Data storage device 106 stores electronic data received from data processor 104. In one exemplary embodiment, data processor 104 may store electronic data including data relating to one or more genomes on data storage device 106. In another exemplary embodiment, data processor 104 may store electronic data including one or more amino acid word dictionaries for one or more genomes on data storage device 106. In yet another exemplary embodiment, data processor 104 may store electronic data including one or more selection scores for one or more genomes on data storage device 106. Data processor 104 may access the electronic data stored on data storage device 106. A suitable data storage device for use with the present invention will be understood by one of skill in the art from the description herein.
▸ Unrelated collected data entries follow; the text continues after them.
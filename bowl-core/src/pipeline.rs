//! # Tuner Pipeline
//!
//! One stream's worth of processing: gate, preprocess, estimate, smooth, map.
//! Frames are handled synchronously in arrival order; all mutable state (the
//! smoother, cached lag bounds, the FFT planner) belongs to the pipeline that
//! owns it, so independent streams never interfere.

use anyhow::Result;
use log::{debug, warn};

use crate::config::{GatePolicy, PipelineConfig};
use crate::error::EstimateError;
use crate::fft::SpectrumAnalyzer;
use crate::frame::{AudioFrame, remove_bias};
use crate::harmonics::{self, Partial};
use crate::pitch::{PeriodicityEstimator, PitchEstimate};
use crate::quality::{QualityGate, SignalQuality, SignalWarning};
use crate::smoothing::PitchSmoother;
use crate::tuning::{self, NoteReading};

/// Everything the host learns from one frame.
#[derive(Debug, Clone, PartialEq)]
pub struct TunerOutcome {
    /// Note of the smoothed frequency; `None` when this frame gave no estimate.
    pub reading: Option<NoteReading>,
    /// Confidence of this frame's raw estimate, 0 when there was none.
    pub confidence: f32,
    pub warning: Option<SignalWarning>,
    /// The raw, unsmoothed estimate.
    pub estimate: PitchEstimate,
    /// Overtone frequencies of the raw estimate up to Nyquist.
    pub harmonics: Vec<f32>,
    /// Fundamental and overtone levels, when partial measurement is on.
    pub partials: Vec<Partial>,
}

impl TunerOutcome {
    fn skipped(warning: Option<SignalWarning>) -> Self {
        Self {
            reading: None,
            confidence: 0.0,
            warning,
            estimate: PitchEstimate::invalid(),
            harmonics: Vec::new(),
            partials: Vec::new(),
        }
    }
}

#[derive(Debug)]
pub struct TunerPipeline {
    gate: QualityGate,
    gate_policy: GatePolicy,
    estimator: PeriodicityEstimator,
    smoother: PitchSmoother,
    spectrum: Option<SpectrumAnalyzer>,
}

impl TunerPipeline {
    /// Builds a pipeline after validating `config`.
    pub fn new(config: PipelineConfig) -> Result<Self> {
        config.validate()?;
        Ok(Self {
            gate: QualityGate::new(config.noise_floor, config.peak_ceiling),
            gate_policy: config.gate_policy,
            estimator: PeriodicityEstimator::new(&config),
            smoother: PitchSmoother::new(config.time_constant_s),
            spectrum: config.measure_partials.then(SpectrumAnalyzer::new),
        })
    }

    pub fn smoother(&self) -> &PitchSmoother {
        &self.smoother
    }

    /// Processes one frame against the current reference pitch.
    ///
    /// Never fails: frames that yield no pitch come back with `reading: None`
    /// and the smoother keeps its last value.
    ///
    /// # Arguments
    /// * `frame` - Captured samples, consumed by this call
    /// * `a4_hz` - Latest A4 calibration from the settings collaborator
    pub fn process(&mut self, frame: AudioFrame, a4_hz: f32) -> TunerOutcome {
        let quality = self.gate.classify(&frame.samples);
        let warning = quality.warning();
        if quality != SignalQuality::Usable && self.gate_policy == GatePolicy::Bypass {
            return TunerOutcome::skipped(warning);
        }

        let dt = frame.duration_secs();
        let sample_rate = frame.sample_rate;
        let mut signal = frame.samples;
        remove_bias(&mut signal);

        let estimate = match self.estimator.estimate(&signal, sample_rate) {
            Ok(estimate) => estimate,
            Err(e) => {
                log_skip(&e);
                return TunerOutcome::skipped(warning);
            }
        };

        let overtones: Vec<f32> =
            harmonics::harmonics(estimate.frequency_hz, sample_rate).collect();
        let partials = match self.spectrum.as_mut() {
            Some(spectrum) => {
                let magnitudes = spectrum.magnitudes(&signal);
                harmonics::measure_partials(
                    &magnitudes,
                    signal.len(),
                    sample_rate,
                    estimate.frequency_hz,
                    &overtones,
                )
            }
            None => Vec::new(),
        };

        let smoothed = self.smoother.smooth(estimate.frequency_hz, dt);
        let reading = tuning::frequency_to_note(smoothed, a4_hz);
        if reading.is_none() {
            warn!("[PIPELINE] Cannot map {} Hz against A4 = {} Hz", smoothed, a4_hz);
        }

        TunerOutcome {
            reading,
            confidence: estimate.confidence,
            warning,
            estimate,
            harmonics: overtones,
            partials,
        }
    }

    /// Clears smoothing and per-stream estimator state. Call when the stream stops.
    pub fn reset(&mut self) {
        self.smoother.reset();
        self.estimator.reset();
        if let Some(spectrum) = self.spectrum.as_mut() {
            spectrum.reset();
        }
    }
}

fn log_skip(error: &EstimateError) {
    match error {
        EstimateError::FrameTooShort { .. } | EstimateError::InvalidSampleRate(_) => {
            warn!("[PIPELINE] Frame skipped, check capture settings: {}", error)
        }
        EstimateError::NoPeriodicityFound | EstimateError::InvalidFrequency(_) => {
            debug!("[PIPELINE] Frame skipped: {}", error)
        }
    }
}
An exemplary system including suitable processors and data storage devices for use with the present invention includes a Sun Microsystems SunFire V60x cluster, featuring 128 dual processor 2.8 GHx Xeon CPUs, 7 quad-processor Sunfire X4100M2 nodes, a 48 node Myrinet Switch, 160 GB of memory, and over a terabyte of disk storage. Other suitable data processors and data storage devices will be understood by one skilled in the art from the description herein.
Output device(s) 108 is/are coupled to data processor 104 and may be used to present electronic data received from data processor 104 to a user. In one exemplary embodiment, the electronic data may include one or more amino acid word dictionaries for one or more genomes. In another exemplary embodiment, the electronic data may include one or more selection scores for one or more genomes. Output device(s) 108 may include a computer display, printer, or other computer peripheral device capable of generating output to a user from received electronic data.
An optional external processing system 110 is configured to exchange electronic data with data processor 104 and may perform one or more of the functions performed by data processor 104. Additionally, external processing system 110 may provide electronic data to data processor 104 for further processing. A suitable external processing system for use with the present invention will be understood by one skilled in the art from the description herein.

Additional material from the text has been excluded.